Collected data entries
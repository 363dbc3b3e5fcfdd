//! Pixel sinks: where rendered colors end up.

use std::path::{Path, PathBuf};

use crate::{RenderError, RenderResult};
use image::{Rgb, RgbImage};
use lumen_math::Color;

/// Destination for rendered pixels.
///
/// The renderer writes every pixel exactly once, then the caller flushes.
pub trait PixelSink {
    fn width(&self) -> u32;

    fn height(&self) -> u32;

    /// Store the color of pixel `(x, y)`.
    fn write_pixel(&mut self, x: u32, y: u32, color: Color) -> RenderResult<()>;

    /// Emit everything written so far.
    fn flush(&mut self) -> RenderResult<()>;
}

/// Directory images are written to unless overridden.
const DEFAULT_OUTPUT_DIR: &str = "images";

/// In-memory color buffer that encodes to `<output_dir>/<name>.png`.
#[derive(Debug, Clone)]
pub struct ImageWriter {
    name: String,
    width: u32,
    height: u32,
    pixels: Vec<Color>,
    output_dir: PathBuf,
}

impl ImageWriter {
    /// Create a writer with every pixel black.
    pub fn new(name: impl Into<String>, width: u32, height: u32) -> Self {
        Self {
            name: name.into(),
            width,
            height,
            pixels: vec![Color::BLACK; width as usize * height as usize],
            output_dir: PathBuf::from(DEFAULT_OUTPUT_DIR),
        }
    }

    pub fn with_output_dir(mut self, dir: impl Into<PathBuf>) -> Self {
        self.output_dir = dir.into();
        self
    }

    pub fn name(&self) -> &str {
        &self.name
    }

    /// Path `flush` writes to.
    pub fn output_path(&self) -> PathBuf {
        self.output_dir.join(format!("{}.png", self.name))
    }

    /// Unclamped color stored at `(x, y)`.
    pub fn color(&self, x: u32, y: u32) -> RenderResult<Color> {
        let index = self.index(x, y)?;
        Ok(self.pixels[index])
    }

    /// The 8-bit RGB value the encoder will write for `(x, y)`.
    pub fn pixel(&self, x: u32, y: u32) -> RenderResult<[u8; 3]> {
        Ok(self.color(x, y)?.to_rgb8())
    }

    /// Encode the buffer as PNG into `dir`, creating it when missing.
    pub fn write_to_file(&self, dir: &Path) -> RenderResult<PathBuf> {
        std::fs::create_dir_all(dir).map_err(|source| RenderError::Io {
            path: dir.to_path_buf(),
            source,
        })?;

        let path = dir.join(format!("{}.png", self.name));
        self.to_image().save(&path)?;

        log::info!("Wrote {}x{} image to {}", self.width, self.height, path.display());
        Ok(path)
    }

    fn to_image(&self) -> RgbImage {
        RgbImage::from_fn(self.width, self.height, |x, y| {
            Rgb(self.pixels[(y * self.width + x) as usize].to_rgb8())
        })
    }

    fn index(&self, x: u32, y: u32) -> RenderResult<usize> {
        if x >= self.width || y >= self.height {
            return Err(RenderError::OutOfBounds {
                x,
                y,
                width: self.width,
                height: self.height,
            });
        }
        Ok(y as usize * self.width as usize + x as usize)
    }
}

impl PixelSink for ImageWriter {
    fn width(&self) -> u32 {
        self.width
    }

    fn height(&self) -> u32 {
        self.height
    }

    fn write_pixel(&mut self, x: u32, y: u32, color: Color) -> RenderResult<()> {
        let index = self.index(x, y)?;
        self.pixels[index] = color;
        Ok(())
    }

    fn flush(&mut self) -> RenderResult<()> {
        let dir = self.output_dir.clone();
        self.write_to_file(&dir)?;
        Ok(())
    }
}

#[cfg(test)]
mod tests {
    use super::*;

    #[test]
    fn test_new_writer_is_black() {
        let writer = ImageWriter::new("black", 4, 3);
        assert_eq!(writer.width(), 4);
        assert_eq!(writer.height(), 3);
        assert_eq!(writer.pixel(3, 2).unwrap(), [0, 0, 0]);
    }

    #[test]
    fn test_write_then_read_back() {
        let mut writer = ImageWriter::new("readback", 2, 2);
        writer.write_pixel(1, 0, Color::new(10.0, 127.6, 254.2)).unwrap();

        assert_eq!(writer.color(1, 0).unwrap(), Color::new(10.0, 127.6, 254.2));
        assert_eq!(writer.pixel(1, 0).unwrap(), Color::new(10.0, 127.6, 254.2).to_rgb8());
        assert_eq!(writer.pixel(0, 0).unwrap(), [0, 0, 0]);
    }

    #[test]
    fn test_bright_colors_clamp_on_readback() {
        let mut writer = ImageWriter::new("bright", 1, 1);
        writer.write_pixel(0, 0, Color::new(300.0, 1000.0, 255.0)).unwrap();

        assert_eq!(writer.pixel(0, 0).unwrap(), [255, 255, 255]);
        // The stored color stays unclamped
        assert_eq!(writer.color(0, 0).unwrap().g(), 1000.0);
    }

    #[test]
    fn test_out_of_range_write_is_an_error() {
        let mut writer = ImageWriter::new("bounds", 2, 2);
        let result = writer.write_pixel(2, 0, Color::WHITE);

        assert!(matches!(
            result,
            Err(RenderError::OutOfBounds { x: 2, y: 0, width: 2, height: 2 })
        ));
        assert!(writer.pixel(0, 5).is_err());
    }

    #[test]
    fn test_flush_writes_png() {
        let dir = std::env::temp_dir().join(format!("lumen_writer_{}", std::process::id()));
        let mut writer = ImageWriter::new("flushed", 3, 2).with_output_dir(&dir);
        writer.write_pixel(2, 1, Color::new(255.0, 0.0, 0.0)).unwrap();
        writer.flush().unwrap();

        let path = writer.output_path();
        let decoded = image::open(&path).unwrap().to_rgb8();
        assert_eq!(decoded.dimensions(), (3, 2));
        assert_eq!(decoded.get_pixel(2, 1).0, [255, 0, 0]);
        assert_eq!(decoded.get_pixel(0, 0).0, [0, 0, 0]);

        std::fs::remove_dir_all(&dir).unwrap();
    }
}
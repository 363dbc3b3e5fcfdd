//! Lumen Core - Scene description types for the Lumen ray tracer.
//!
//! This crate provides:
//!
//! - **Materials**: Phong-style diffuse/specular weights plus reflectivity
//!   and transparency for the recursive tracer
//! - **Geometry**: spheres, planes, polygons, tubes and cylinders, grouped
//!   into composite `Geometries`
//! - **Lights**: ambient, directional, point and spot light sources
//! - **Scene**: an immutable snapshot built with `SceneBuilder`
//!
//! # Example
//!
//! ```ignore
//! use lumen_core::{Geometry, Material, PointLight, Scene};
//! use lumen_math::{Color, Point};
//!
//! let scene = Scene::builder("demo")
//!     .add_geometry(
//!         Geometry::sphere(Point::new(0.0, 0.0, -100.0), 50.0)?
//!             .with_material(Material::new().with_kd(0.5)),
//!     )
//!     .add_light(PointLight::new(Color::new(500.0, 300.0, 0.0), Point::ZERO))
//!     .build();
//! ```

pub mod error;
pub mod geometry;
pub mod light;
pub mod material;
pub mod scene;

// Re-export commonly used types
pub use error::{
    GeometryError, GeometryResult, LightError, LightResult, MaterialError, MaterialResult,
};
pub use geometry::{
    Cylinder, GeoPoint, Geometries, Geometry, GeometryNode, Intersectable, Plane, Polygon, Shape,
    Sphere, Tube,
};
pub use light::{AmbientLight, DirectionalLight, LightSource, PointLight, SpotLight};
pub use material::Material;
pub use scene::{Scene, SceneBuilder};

* * *

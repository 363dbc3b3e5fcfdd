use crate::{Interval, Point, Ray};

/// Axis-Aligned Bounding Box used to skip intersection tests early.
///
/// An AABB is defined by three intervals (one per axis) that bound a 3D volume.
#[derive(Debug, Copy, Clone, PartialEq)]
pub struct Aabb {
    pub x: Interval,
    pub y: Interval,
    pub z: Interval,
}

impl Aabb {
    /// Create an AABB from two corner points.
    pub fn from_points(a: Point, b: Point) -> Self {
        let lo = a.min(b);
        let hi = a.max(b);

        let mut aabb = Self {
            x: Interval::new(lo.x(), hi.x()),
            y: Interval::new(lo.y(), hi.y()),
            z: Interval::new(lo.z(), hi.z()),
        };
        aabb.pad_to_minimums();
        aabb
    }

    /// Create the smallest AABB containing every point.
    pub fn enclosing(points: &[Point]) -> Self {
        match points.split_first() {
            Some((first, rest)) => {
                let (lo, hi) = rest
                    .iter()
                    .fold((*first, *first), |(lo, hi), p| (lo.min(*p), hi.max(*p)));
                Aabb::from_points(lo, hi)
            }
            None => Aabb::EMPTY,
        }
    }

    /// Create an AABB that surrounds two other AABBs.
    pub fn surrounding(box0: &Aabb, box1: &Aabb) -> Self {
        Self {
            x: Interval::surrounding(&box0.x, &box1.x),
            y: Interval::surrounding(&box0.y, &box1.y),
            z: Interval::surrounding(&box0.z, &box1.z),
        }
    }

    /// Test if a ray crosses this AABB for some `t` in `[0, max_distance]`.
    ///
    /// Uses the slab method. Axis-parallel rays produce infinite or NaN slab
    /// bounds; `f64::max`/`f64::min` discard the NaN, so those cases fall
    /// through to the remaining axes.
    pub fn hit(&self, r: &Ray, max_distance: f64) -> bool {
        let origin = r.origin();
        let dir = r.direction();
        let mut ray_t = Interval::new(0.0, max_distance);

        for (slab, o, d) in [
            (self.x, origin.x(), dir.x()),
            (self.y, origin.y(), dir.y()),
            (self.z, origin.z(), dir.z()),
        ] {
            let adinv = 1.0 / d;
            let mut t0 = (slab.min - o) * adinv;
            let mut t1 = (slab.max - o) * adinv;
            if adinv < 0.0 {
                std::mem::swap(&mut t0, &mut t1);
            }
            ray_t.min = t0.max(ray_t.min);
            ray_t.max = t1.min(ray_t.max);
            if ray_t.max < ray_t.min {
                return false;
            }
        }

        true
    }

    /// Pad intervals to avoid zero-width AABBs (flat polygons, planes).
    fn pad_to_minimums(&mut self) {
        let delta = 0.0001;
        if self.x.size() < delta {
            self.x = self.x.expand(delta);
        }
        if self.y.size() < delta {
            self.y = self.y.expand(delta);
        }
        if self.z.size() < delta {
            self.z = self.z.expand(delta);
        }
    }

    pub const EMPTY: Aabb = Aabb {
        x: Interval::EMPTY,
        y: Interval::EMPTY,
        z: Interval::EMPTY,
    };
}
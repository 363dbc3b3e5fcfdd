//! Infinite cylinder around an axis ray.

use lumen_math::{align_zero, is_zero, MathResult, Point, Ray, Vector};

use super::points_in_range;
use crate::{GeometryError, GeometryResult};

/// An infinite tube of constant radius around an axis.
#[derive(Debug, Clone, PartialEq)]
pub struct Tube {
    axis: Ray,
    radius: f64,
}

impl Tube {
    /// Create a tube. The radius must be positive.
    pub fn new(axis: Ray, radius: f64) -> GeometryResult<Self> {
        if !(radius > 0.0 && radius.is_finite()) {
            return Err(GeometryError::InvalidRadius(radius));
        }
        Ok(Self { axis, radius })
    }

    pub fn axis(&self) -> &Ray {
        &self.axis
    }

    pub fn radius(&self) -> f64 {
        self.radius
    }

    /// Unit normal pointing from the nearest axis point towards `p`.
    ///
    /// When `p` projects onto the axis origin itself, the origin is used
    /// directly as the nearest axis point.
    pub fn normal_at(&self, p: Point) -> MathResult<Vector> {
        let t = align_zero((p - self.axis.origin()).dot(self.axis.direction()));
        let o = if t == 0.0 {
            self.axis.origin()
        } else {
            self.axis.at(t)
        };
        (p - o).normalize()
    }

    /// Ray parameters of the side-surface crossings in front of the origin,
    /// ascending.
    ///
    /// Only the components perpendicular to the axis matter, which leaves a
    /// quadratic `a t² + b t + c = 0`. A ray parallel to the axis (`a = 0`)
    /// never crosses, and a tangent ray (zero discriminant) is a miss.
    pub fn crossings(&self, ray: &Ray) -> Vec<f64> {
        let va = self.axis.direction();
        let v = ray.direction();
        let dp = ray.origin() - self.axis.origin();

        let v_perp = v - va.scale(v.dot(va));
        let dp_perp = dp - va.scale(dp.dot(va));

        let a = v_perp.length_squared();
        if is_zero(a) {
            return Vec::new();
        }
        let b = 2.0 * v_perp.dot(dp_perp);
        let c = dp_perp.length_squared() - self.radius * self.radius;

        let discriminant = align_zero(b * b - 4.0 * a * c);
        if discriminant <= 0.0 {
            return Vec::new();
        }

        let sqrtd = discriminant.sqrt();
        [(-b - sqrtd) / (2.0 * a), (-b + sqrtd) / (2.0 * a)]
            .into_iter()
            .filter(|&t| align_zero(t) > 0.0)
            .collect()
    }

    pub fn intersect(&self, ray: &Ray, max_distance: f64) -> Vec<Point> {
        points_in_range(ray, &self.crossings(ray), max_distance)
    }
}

ASSIGNMENT: Where the data above reaches the line holding "self.y = self.y.expand(delta);", begin printing, and stop after the line holding "Ray parameters of". Each line must be reproduced exactly, with nothing else added.

EXPECTED ANSWER:
            self.y = self.y.expand(delta);
        }
        if self.z.size() < delta {
            self.z = self.z.expand(delta);
        }
    }

    pub const EMPTY: Aabb = Aabb {
        x: Interval::EMPTY,
        y: Interval::EMPTY,
        z: Interval::EMPTY,
    };
}
repository 363dbc3b3e5fcfdd
//! Infinite cylinder around an axis ray.

use lumen_math::{align_zero, is_zero, MathResult, Point, Ray, Vector};

use super::points_in_range;
use crate::{GeometryError, GeometryResult};

/// An infinite tube of constant radius around an axis.
#[derive(Debug, Clone, PartialEq)]
pub struct Tube {
    axis: Ray,
    radius: f64,
}

impl Tube {
    /// Create a tube. The radius must be positive.
    pub fn new(axis: Ray, radius: f64) -> GeometryResult<Self> {
        if !(radius > 0.0 && radius.is_finite()) {
            return Err(GeometryError::InvalidRadius(radius));
        }
        Ok(Self { axis, radius })
    }

    pub fn axis(&self) -> &Ray {
        &self.axis
    }

    pub fn radius(&self) -> f64 {
        self.radius
    }

    /// Unit normal pointing from the nearest axis point towards `p`.
    ///
    /// When `p` projects onto the axis origin itself, the origin is used
    /// directly as the nearest axis point.
    pub fn normal_at(&self, p: Point) -> MathResult<Vector> {
        let t = align_zero((p - self.axis.origin()).dot(self.axis.direction()));
        let o = if t == 0.0 {
            self.axis.origin()
        } else {
            self.axis.at(t)
        };
        (p - o).normalize()
    }

    /// Ray parameters of the side-surface crossings in front of the origin,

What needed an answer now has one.